И знал ещё одно — то, что не давало покоя той не спящей части мозга, которая слышала беду раньше головы. Что где-то там, на западе, в гибнущем Рейхе, отходит, не бросая своего, майор Майнхард. Единственный из всех врагов, кто разгадал в Корневе чужака не из этого времени; человек, одержимый этой загадкой сильнее, чем собственным рушащимся миром. Он обещал последний акт — встречу лицом к лицу на дороге к Берлину, в которой решится всё между ними двоими. И Корнев знал: обещание это война исполнит. Их узел, завязанный под Вязьмой осенью сорок первого, затянутый кровью Тимоши, развяжется в сорок пятом. В самом конце.

— Пусть ждёт, — сказал Корнев тихо, глядя на запад, за чужие поля, туда, где лежала долгая последняя дорога. — Я иду, охотник. Через всю эту землю — иду. И знамя над твоим Берлином увижу — за двоих. А с тобой мы свидимся в последнем акте, как ты и хотел. Только конец у этого акта будет не тот, на какой ты надеешься. Я-то его уже видел.

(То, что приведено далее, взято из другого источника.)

use std::sync::Arc;

use rca_causal::engine::WhysEngine;
use rca_causal::store::MutationOutcome;
use rca_causal::sync::persistence::{decode_forest, encode_forest};
use rca_causal::sync::ReconcileReport;
use rca_core::config::{RcaConfig, RetentionPolicy};
use rca_core::errors::{ForestError, RcaError};
use rca_core::models::ValidatedCause;
use rca_core::traits::SequentialIdGenerator;
use test_fixtures::{causes, verified, PanickingSink, RecordingSink};

fn engine_with(retention: RetentionPolicy) -> WhysEngine {
    let mut config = RcaConfig::default();
    config.whys.retention = retention;
    WhysEngine::with_id_generator(config, Box::new(SequentialIdGenerator::default()))
}

fn engine() -> WhysEngine {
    engine_with(RetentionPolicy::Discard)
}

fn names(engine: &WhysEngine) -> Vec<String> {
    engine.store().sections().iter().map(|s| s.name.clone()).collect()
}

fn ids(engine: &WhysEngine) -> Vec<String> {
    engine.store().sections().iter().map(|s| s.id.clone()).collect()
}

#[test]
fn one_section_per_validated_cause_in_order() {
    let mut engine = engine();
    let report = engine.sync_causes(&causes(&["A", "B"]));
    assert_eq!(
        report,
        ReconcileReport {
            created: 2,
            changed: true,
            ..Default::default()
        }
    );
    assert_eq!(names(&engine), ["A", "B"]);
    assert_eq!(ids(&engine), ["wy1", "wy4"]);
}

#[test]
fn unverified_and_blank_causes_are_ignored() {
    let mut engine = engine();
    engine.sync_causes(&[
        verified("A"),
        ValidatedCause::new("B", false),
        verified("  "),
    ]);
    assert_eq!(names(&engine), ["A"]);
}

#[test]
fn reconcile_is_idempotent() {
    let mut engine = engine();
    engine.sync_causes(&causes(&["A", "B"]));
    let before = engine.snapshot();
    let report = engine.sync_causes(&causes(&["A", "B"]));
    assert_eq!(report.kept, 2);
    assert!(!report.changed);
    assert_eq!(engine.snapshot(), before);
}

#[test]
fn reorder_keeps_sections_and_edits() {
    let mut engine = engine();
    engine.sync_causes(&causes(&["A", "B"]));
    engine.set_text("wy1", "wy3", "edited").unwrap();

    let report = engine.sync_causes(&causes(&["B", "A"]));
    assert!(report.changed);
    assert_eq!(report.kept, 2);
    assert_eq!(ids(&engine), ["wy4", "wy1"]);
    let a = engine.store().section("wy1").unwrap();
    assert_eq!(a.node("wy3").unwrap().text, "edited");
}

#[test]
fn unvalidated_cause_drops_its_section() {
    let mut engine = engine();
    engine.sync_causes(&causes(&["A", "B"]));
    engine.set_text("wy4", "wy6", "lost").unwrap();

    let report = engine.sync_causes(&[verified("A"), ValidatedCause::new("B", false)]);
    assert_eq!(report.dropped, 1);
    assert_eq!(names(&engine), ["A"]);
    assert_eq!(engine.reconciler().retired_count(), 0);

    // Discard: coming back starts fresh.
    let report = engine.sync_causes(&causes(&["A", "B"]));
    assert_eq!(report.created, 1);
    let b = &engine.store().sections()[1];
    assert_ne!(b.id, "wy4");
    assert_eq!(b.why_count(), 1);
    assert!(b.graph.nodes().all(|n| n.text != "lost"));
}

#[test]
fn restore_policy_brings_back_edits() {
    let mut engine = engine_with(RetentionPolicy::Restore);
    assert_eq!(engine.reconciler().policy(), RetentionPolicy::Restore);
    engine.sync_causes(&causes(&["A", "B"]));
    engine.set_text("wy4", "wy6", "kept").unwrap();

    engine.sync_causes(&causes(&["A"]));
    assert_eq!(engine.reconciler().retired_count(), 1);

    let report = engine.sync_causes(&causes(&["B", "A"]));
    assert_eq!(report.restored, 1);
    assert_eq!(report.kept, 1);
    assert_eq!(ids(&engine), ["wy4", "wy1"]);
    assert_eq!(
        engine.store().section("wy4").unwrap().node("wy6").unwrap().text,
        "kept"
    );
    assert_eq!(engine.reconciler().retired_count(), 0);
}

#[test]
fn duplicate_descriptions_get_distinct_sections() {
    let mut engine = engine();
    engine.sync_causes(&causes(&["A", "A"]));
    assert_eq!(ids(&engine), ["wy1", "wy4"]);

    let report = engine.sync_causes(&causes(&["A", "A"]));
    assert_eq!(report.kept, 2);
    assert!(!report.changed);

    // Dropping one keeps the first.
    engine.sync_causes(&causes(&["A"]));
    assert_eq!(ids(&engine), ["wy1"]);
}

#[test]
fn renamed_cause_is_a_new_section() {
    let mut engine = engine();
    engine.sync_causes(&causes(&["A"]));
    let report = engine.sync_causes(&causes(&["A."]));
    assert_eq!((report.created, report.dropped), (1, 1));
    assert_eq!(names(&engine), ["A."]);
}

#[test]
fn sinks_hear_applied_changes_only() {
    rca_causal::init_tracing();
    let mut engine = engine();
    let sink = Arc::new(RecordingSink::default());
    engine.register_sink(sink.clone());

    engine.sync_causes(&causes(&["A"]));
    assert_eq!(sink.changed_count(), 1);

    // No-op reconcile and rejected edits are silent.
    engine.sync_causes(&causes(&["A"]));
    engine.extend_right("wy1", "wy3").unwrap();
    assert_eq!(sink.changed_count(), 1);

    engine.set_text("wy1", "wy3", "why").unwrap();
    let outcome = engine.extend_right("wy1", "wy3").unwrap();
    assert!(matches!(outcome, MutationOutcome::Created { .. }));
    assert_eq!(sink.changed_count(), 3);
    assert_eq!(sink.last_changed().unwrap(), engine.snapshot());
}

#[test]
fn submit_delivers_final_forest() {
    let mut engine = engine();
    let sink = Arc::new(RecordingSink::default());
    engine.register_sink(sink.clone());
    engine.sync_causes(&causes(&["A", "B"]));

    let forest = engine.submit();
    assert_eq!(forest.len(), 2);
    assert_eq!(forest[0].root_cause_statement, "A");
    assert_eq!(sink.submitted_count(), 1);
    assert_eq!(sink.submitted.lock().unwrap()[0], forest);
}

#[test]
fn panicking_sink_does_not_block_others() {
    let mut engine = engine();
    let sink = Arc::new(RecordingSink::default());
    engine.register_sink(Arc::new(PanickingSink));
    engine.register_sink(sink.clone());

    engine.sync_causes(&causes(&["A"]));
    assert_eq!(sink.changed_count(), 1);
}

#[test]
fn json_round_trip_restores_the_forest() {
    let mut engine = engine();
    engine.sync_causes(&causes(&["A", "B"]));
    engine.set_text("wy1", "wy3", "x").unwrap();
    engine.extend_down("wy1", "wy3").unwrap();
    let json = engine.to_json().unwrap();

    let mut restored = WhysEngine::default();
    assert!(restored.seed_from_json(&json).unwrap());
    assert_eq!(restored.snapshot(), engine.snapshot());
    assert_eq!(
        restored.label("wy1", "wy7").unwrap().unwrap().to_string(),
        "1.1.1"
    );
}

#[test]
fn encoded_forest_uses_record_field_names() {
    let forest = test_fixtures::load_forest("branching");
    let json = encode_forest(&forest).unwrap();
    assert!(json.contains("\"sectionId\""));
    assert!(json.contains("\"rootCauseStatement\""));
    assert!(json.contains("\"isRootCause\""));
    assert_eq!(decode_forest(&json).unwrap(), forest);
}

#[test]
fn seeding_never_overwrites_local_state() {
    let mut engine = engine();
    engine.sync_causes(&causes(&["A"]));
    let seeded = engine
        .seed(test_fixtures::load_forest("branching"))
        .unwrap();
    assert!(!seeded);
    assert_eq!(names(&engine), ["A"]);
}

#[test]
fn seeded_sections_survive_matching_causes() {
    let mut engine = engine();
    engine.seed(test_fixtures::load_forest("branching")).unwrap();
    let report = engine.sync_causes(&test_fixtures::load_causes("possible_causes"));
    assert_eq!(report.kept, 2);
    assert!(!report.changed);
    assert_eq!(ids(&engine), ["s1", "s2"]);
}

#[test]
fn legacy_records_seed() {
    let mut engine = engine();
    engine
        .seed_from_json(&test_fixtures::load_fixture_text("forests/legacy_keys.json"))
        .unwrap();
    assert_eq!(ids(&engine), ["legacy-1"]);
    assert_eq!(
        engine.label("legacy-1", "w2").unwrap().unwrap().to_string(),
        "1.2"
    );
}

#[test]
fn cyclic_forest_is_rejected() {
    let mut engine = engine();
    let err = engine
        .seed(test_fixtures::load_forest("cyclic"))
        .unwrap_err();
    assert!(matches!(
        err,
        RcaError::Forest(ForestError::CycleDetected { .. })
    ));
    assert!(engine.store().is_empty());
}

#[test]
fn inconsistent_forest_is_rejected_whole() {
    let mut forest = test_fixtures::load_forest("branching");
    // Second cv in the second section.
    let mut extra = forest[1].nodes[0].clone();
    extra.id = "c3".into();
    extra.row = 1;
    forest[1].nodes.push(extra);

    let mut engine = engine();
    let err = engine.seed(forest).unwrap_err();
    assert!(matches!(
        err,
        RcaError::Forest(ForestError::GraphInconsistency { .. })
    ));
    assert!(engine.store().is_empty());
}

#[test]
fn dangling_parent_is_rejected() {
    let mut forest = test_fixtures::load_forest("branching");
    forest[0].nodes[4].parent_id = Some("nowhere".into());
    let mut engine = engine();
    assert!(engine.seed(forest).is_err());
}

#[test]
fn malformed_json_is_a_serialization_error() {
    let mut engine = engine();
    let err = engine.seed_from_json("[{\"sectionId\": 1}]").unwrap_err();
    assert!(matches!(err, RcaError::Serialization(_)));
}

#[test]
fn seeding_is_published() {
    let mut engine = engine();
    let sink = Arc::new(RecordingSink::default());
    engine.register_sink(sink.clone());

    assert!(engine.seed(test_fixtures::load_forest("branching")).unwrap());
    assert_eq!(sink.changed_count(), 1);
    assert_eq!(sink.last_changed().unwrap(), engine.snapshot());

    // Matching causes change nothing, so nothing more is sent.
    let report = engine.sync_causes(&test_fixtures::load_causes("possible_causes"));
    assert!(!report.changed);
    assert_eq!(sink.changed_count(), 1);

    // A refused seed is silent.
    assert!(!engine.seed(test_fixtures::load_forest("branching")).unwrap());
    assert_eq!(sink.changed_count(), 1);
}
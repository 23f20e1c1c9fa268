//! ForestDispatcher: synchronous fan-out of the flattened forest to sinks.

use std::sync::Arc;

use tracing::warn;

use rca_core::models::SectionRecord;
use rca_core::traits::IForestSink;

/// Synchronous dispatcher wrapping a list of sinks.
#[derive(Default)]
pub struct ForestDispatcher {
    sinks: Vec<Arc<dyn IForestSink>>,
}

impl ForestDispatcher {
    pub fn new() -> Self {
        Self { sinks: Vec::new() }
    }

    pub fn register(&mut self, sink: Arc<dyn IForestSink>) {
        self.sinks.push(sink);
    }

    pub fn sink_count(&self) -> usize {
        self.sinks.len()
    }

    pub fn publish_changed(&self, forest: &[SectionRecord]) {
        self.emit("changed", |s| s.on_forest_changed(forest));
    }

    pub fn publish_submitted(&self, forest: &[SectionRecord]) {
        self.emit("submitted", |s| s.on_forest_submitted(forest));
    }

    /// Sinks that panic are logged and skipped; later sinks still run.
    fn emit<F: Fn(&dyn IForestSink)>(&self, event: &'static str, f: F) {
        for (index, sink) in self.sinks.iter().enumerate() {
            let result = std::panic::catch_unwind(std::panic::AssertUnwindSafe(|| {
                f(sink.as_ref());
            }));
            if result.is_err() {
                warn!(event, sink = index, "forest sink panicked");
            }
        }
    }
}
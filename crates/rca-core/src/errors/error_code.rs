//! Stable, machine-readable error codes for hosts that map errors to UI state.

/// Implemented by every error enum in the workspace.
pub trait RcaErrorCode {
    fn error_code(&self) -> &'static str;
}

pub const SECTION_NOT_FOUND: &str = "SECTION_NOT_FOUND";
pub const NODE_NOT_FOUND: &str = "NODE_NOT_FOUND";
pub const CYCLE_DETECTED: &str = "CYCLE_DETECTED";
pub const GRAPH_INCONSISTENCY: &str = "GRAPH_INCONSISTENCY";
pub const CONFIG_NOT_FOUND: &str = "CONFIG_NOT_FOUND";
pub const CONFIG_PARSE: &str = "CONFIG_PARSE";
pub const CONFIG_INVALID: &str = "CONFIG_INVALID";
pub const SERIALIZATION: &str = "SERIALIZATION";
//! Span definitions per operation: mutation, reconcile, submit.

/// Create a span around one structural edit.
#[macro_export]
macro_rules! mutation_span {
    ($op:expr, $section_id:expr) => {
        tracing::debug_span!("rca.mutation", op = $op, section_id = %$section_id)
    };
}

/// Create a reconciliation span.
#[macro_export]
macro_rules! reconcile_span {
    ($cause_count:expr) => {
        tracing::info_span!("rca.reconcile", causes = $cause_count)
    };
}

/// Create a submit span.
#[macro_export]
macro_rules! submit_span {
    ($section_count:expr) => {
        tracing::info_span!("rca.submit", sections = $section_count)
    };
}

Он постоял ещё, глядя на запад, под огромным чужим небом, по которому уходили на запад наши самолёты — теперь уже наши, не немецкие, как в сорок первом. Колесо войны провернулось до конца. Враг бежал к своему логову, и за ним по пятам шла армия, которую он три года назад гнал до Москвы и Волги, а теперь она гнала его — и догонит, и добьёт, в его собственной столице.

А Корнев шёл с этой армией. Военврач из сорок первого, проживший на чужой войне три с лишним года и сделавший её своей до последней капли. Он шёл на запад — за себя и за Гордеева, неся список имён и клятву, данную над могилой, навстречу знамени, навстречу Майнхарду, навстречу концу.